Болховитинов подумал, пожал плечами.
– Ну как же, – продолжала крестная, – вылитый Louis Seize[3] , помилуй! Тому ведь тоже, прости Господи, корона шла как корове седло. Этот ночи напролет карточки проявлял, а тот замки сломанные обожал чинить, шкатулочки с секретом мастерил. И обоих бабы сгубили.
– Вы считаете, государыня действительно была связана с прогерманской партией?
– Да Боже упаси, сроду я этому милюковскому вранью не верила! Нарочно ведь клевета была пущена – царица-де и шпионка, и о сепаратном мире хлопочет... Вина ее в другом, хотя и не знаешь, чего тут больше, вины или беды. Распутинщина, срам этот весь – вот что на ее совести. Но ведь и тут надо понять – сам посуди, гемофилия только по женской линии передается, Алиса это знала, – легко ли ей было, не императрице уже, просто матери? Да всякая мать невменяемой станет, коли речь идет о жизни ребенка. Болезнь страшная, неизлечимая, европейские светила ничего не могли сделать, и единственный, кто у Алексея кровь умел заговаривать, это ведь Распутин. Так мудрено ли, что она на этого конокрада молиться стала!
– Конечно, по-человечески понятно, вы правы... Но не надо было конокрада к государственным делам допускать. Отец, помнится, говорил, что Распутин и в руководство войной пытался вмешиваться.
– А я тебе о чем толкую? Матерью она, может, была и хорошей, императрицей стать не сумела. Хотя, что значит – хорошей матерью... Все-таки, в конечном счете, она их всех погубила, тут ведь глянь какая цепочка вывязалась: не будь распутинщины, может, и революции такой не было бы, и подвала того в Ипатьевском доме...
– Революция все равно была бы, раньше или позже.
– Это-то ясно, просто по-другому бы ее сделали. По-людски, не по-звериному. Большевички твои себя показали, что и говорить. Больного ребенка расстрелять на руках у отца – до такого даже Робеспьеровы санкюлоты не додумались...
– Почему это они «мои»? – возразил Болховитинов.
– Да твои, не спорь, недаром тебя туда потянуло. Кого другого в Совдепию калачом не заманишь, хотя бы и при немецкой власти, а ты, вишь, помчался, задрав хвост. Ну, положа руку на сердце – худо там аль не очень?
– Во время войны всюду худо.
– Да я не про войну, полно дурнем-то прикидываться. До войны, спрашиваю, как наше любезное отечество жило-поживало?
– Трудно жило. По нашим понятиям – невероятно трудно. Но... – Болховитинов помолчал. – Чего-то я, наверное, до конца все-таки понять не сумел. Или увидеть. Потому что у меня сложилось впечатление, что при всем при этом люди в массе были довольны своей жизнью. Про молодежь и говорить нечего, это понятно, но я познакомился там с одним инженером, немолодым уже человеком, так он с таким увлечением вспоминал о своей работе – видно, был счастлив. И тут же вдруг рассказывает с юмором, как каждую ночь ждал ареста, когда попересажали половину его коллег. Непонятно, в голове не укладывается – как это могло сочетаться... Люди словно какой-то двойной жизнью жили, ночью боялись, а днем радовались.

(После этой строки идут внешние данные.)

//! Defines all public event types broadcast by the Adhanclock engine.
//!
//! This module is the public face of the engine's event system. Renderers
//! subscribe to these strongly-typed streams instead of polling the engine.

use crate::common::{PrayerName, SoundIndex};
use crate::scheduler::ScheduleSnapshot;
use chrono::{DateTime, NaiveDate};
use chrono_tz::Tz;
use tokio::sync::broadcast;

/// Events related to the lifecycle and inputs of the engine itself.
#[derive(Debug, Clone, PartialEq)]
pub enum SystemEvent {
    /// Fired once when the engine's run loop begins.
    EngineStarted { timestamp: DateTime<Tz> },
    /// Fired once when the engine's run loop is about to exit.
    EngineShutdown,
    /// A new timetable replaced the previous one.
    TimetableLoaded { location: Option<String> },
    /// The timetable was dropped; no countdown and no alerts until the next
    /// successful fetch.
    TimetableUnavailable { reason: String },
    SessionChanged { signed_in: bool },
}

/// Why an alert stopped sounding.
#[derive(Debug, Clone, Copy, PartialEq, Eq)]
pub enum StopReason {
    /// The sound played to its end.
    Finished,
    /// The user pressed stop.
    Manual,
    /// Alerts were switched off.
    Disabled,
    SignedOut,
    /// The user started a preview, which takes the shared output.
    PreviewOverride,
    EngineShutdown,
}

/// Events from the alert channel.
#[derive(Debug, Clone, PartialEq, Eq)]
pub enum AlertEvent {
    EnabledChanged { enabled: bool },
    /// The "alert active" signal.
    AlertStarted {
        prayer: PrayerName,
        sound: SoundIndex,
        minute: String,
    },
    AlertStopped { reason: StopReason },
    /// The prayer matched but the output refused to play. The minute is
    /// still spent.
    PlaybackDenied { prayer: PrayerName, reason: String },
}

/// Events from the preview channel.
#[derive(Debug, Clone, Copy, PartialEq, Eq)]
pub enum PreviewEvent {
    Started { sound: SoundIndex },
    Stopped { sound: SoundIndex },
}

/// The derived display state, published once per tick.
#[derive(Debug, Clone, PartialEq)]
pub struct ScheduleEvent {
    pub tick_count: u64,
    pub snapshot: ScheduleSnapshot,
}

/// Calendar events.
#[derive(Debug, Clone, Copy, PartialEq, Eq)]
pub enum DayEvent {
    /// Fired once when the local calendar date changes.
    DateChanged { new_date: NaiveDate },
}

/// The set of broadcast senders, one per event category.
#[derive(Debug, Clone)]
pub struct EventBus {
    pub(crate) system: broadcast::Sender<SystemEvent>,
    pub(crate) alert: broadcast::Sender<AlertEvent>,
    pub(crate) preview: broadcast::Sender<PreviewEvent>,
    pub(crate) schedule: broadcast::Sender<ScheduleEvent>,
    pub(crate) day: broadcast::Sender<DayEvent>,
}

impl Default for EventBus {
    fn default() -> Self {
        Self::new()
    }
}

impl EventBus {
    pub fn new() -> Self {
        const CHANNEL_CAPACITY: usize = 256;
        let (system, _) = broadcast::channel(64);
        let (alert, _) = broadcast::channel(64);
        let (preview, _) = broadcast::channel(64);
        let (schedule, _) = broadcast::channel(CHANNEL_CAPACITY);
        let (day, _) = broadcast::channel(16);
        Self {
            system,
            alert,
            preview,
            schedule,
            day,
        }
    }

    // Sends are fire-and-forget: no subscriber is not an error.

    pub(crate) fn system(&self, event: SystemEvent) {
        self.system.send(event).ok();
    }

    pub(crate) fn alert(&self, event: AlertEvent) {
        self.alert.send(event).ok();
    }

    pub(crate) fn preview(&self, event: PreviewEvent) {
        self.preview.send(event).ok();
    }

    pub fn subscribe_system(&self) -> broadcast::Receiver<SystemEvent> {
        self.system.subscribe()
    }

    pub fn subscribe_alert(&self) -> broadcast::Receiver<AlertEvent> {
        self.alert.subscribe()
    }

    pub fn subscribe_preview(&self) -> broadcast::Receiver<PreviewEvent> {
        self.preview.subscribe()
    }

    pub fn subscribe_schedule(&self) -> broadcast::Receiver<ScheduleEvent> {
        self.schedule.subscribe()
    }

    pub fn subscribe_day(&self) -> broadcast::Receiver<DayEvent> {
        self.day.subscribe()
    }
}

– Привыкли, стало быть, бояться-то, с восемнадцатого года обучаются. Да, терпелив русский человек, ничего не скажешь! Кому я завидую, так это французам, сантимщикам этим благоразумным – годика три тогда покуролесили, да и опомнились. А нам с российским нашим размахом и за полвека, боюсь, до термидора не дозреть. Ну, дальше рассказывай. Дома-то побывал?
– Нет, не удалось. Орел немцы объявили крепостью, там вокруг запретная зона была. Я не особенно и стремился, едва ли дом уцелел, да и не помню я его совершенно. Матушка говорила, мы оттуда уехали, когда мне четвертый год шел? Ничего не могу вспомнить, хотя иногда снится... окно высокое, от самого полу, а за окном зелень и солнце, и еще занавес белый, таким парусом... А больше ничего. Стоило ли пытаться увидеть, как это выглядит теперь?
– Да, ты прав, старые пепелища лучше не посещать. А эти места, где ты работал, – тевтонов оттуда уже выгнали, так я понимаю?
– Пока нет, но думаю – скоро выгонят. Фирма наша уже свернула все работы на Правобережье.